[Schiff] Stern von Heraklion

  • Sie war tot, verstorben, nicht mehr da. Der wohl einzige Mensch der divitischen Verwandtschaft, der dem Iulier wenigstens ansatzweise hätte die eine oder andere Anekdote über seinen Vater erzählen können, lebte nicht mehr. Unwiederruflich hatte Pluto sie zu sich geholt, Dives doch vergleichsweise noch so junge Tante Livilla.

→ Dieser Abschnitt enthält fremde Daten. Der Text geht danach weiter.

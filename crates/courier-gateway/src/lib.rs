pub mod bridge;
pub mod error;
pub mod media;
pub mod pipeline;
pub mod registry;
pub mod transport;

#[cfg(test)]
mod mock;

pub use bridge::BridgeTransport;
pub use error::{GatewayError, PipelineError, TransportError};
pub use media::MediaStore;
pub use pipeline::{ConnectionSource, ForwardRoute, MessagePipeline, Outcome};
pub use registry::{RegistryConfig, SessionRegistry};
pub use transport::{Connection, EventStream, Transport};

    Der Quaestor war in der Folge in ein tiefes schwarzes Loch gefallen: Erst hatte er in seinen frühesten Tagen seinen Vater an die Stadtkohorten verloren, später dann hatte das Mare Nostrum seine Mutter verschlungen, anschließend musste der Iulier vom Ableben auch seines ihm kaum bekannten Vaters erfahren. Es folgte seine Zeit in Ostia, wo er neuen Mut und neue Kraft schöpfte aus mehreren innig geglaubten Freundschaften. Doch auch Helvetius Ocella war irgendwann einfach gestorben und hatte den Iulier folglich allein gelassen - just als jener infolge seiner fatalen ersten Begegnung mit einer gewissen Sergierin gerade dessen Unterstützung wohl am dringlichsten benötigt hätte. Und auch Germanicus Aculeo, eine der wenigen Personen, denen sich Dives seine sexuellen Neigungen betreffend dereinst anvertraut hatte, war irgendwann einfach verschwunden und hatte den Iulier allein zurückgelassen. Keinen Abschiedbrief hatte es gegeben. Stattdessen waren sie sich zuletzt auf der iulisch-sergischen Hochzeit begegnet - jener Eheschließung, zu deren Folgen eine Klage Faustas gegen Sedulus genauso gehörte wie die offenkundige Feindschaft Faustas mit der ehemaligen Verlobten Aculeos, Quintilia Valentina.
    Und aller guten wie schlechten Dinge waren bekanntlich drei: So hatte denn folglich auch Decimus Serapio dem Iulier letztlich den Rücken zugekehrt, hatte beinahe für einen handfesten Skandal um die divitische Person gesorgt, hatte niederschlagende Briefe an den Iulier verfasst, hatte ihn verletzt mit seinen Taten, indem er einen nichts ahnenden Dives zu einer Theatervorstellung einlud, wo der sodann unvorbereitet mit diesem Borkan konfrontiert worden war - und wo nicht zu vergessen er keine Gelegenheit ausließ, die Tochter des Iuliers in ein schlechtes Licht zu stellen sowie die divitische Ehefrau eines Auftragsmordes zu bezichtigen. (Dass er dabei unterstützt wurde sowohl von seinem 'tollen' Borkan als auch von der erwähntermaßen alles andere als gut auf Fausta zu sprechenden Quintilia, machte die Sache kaum besser.)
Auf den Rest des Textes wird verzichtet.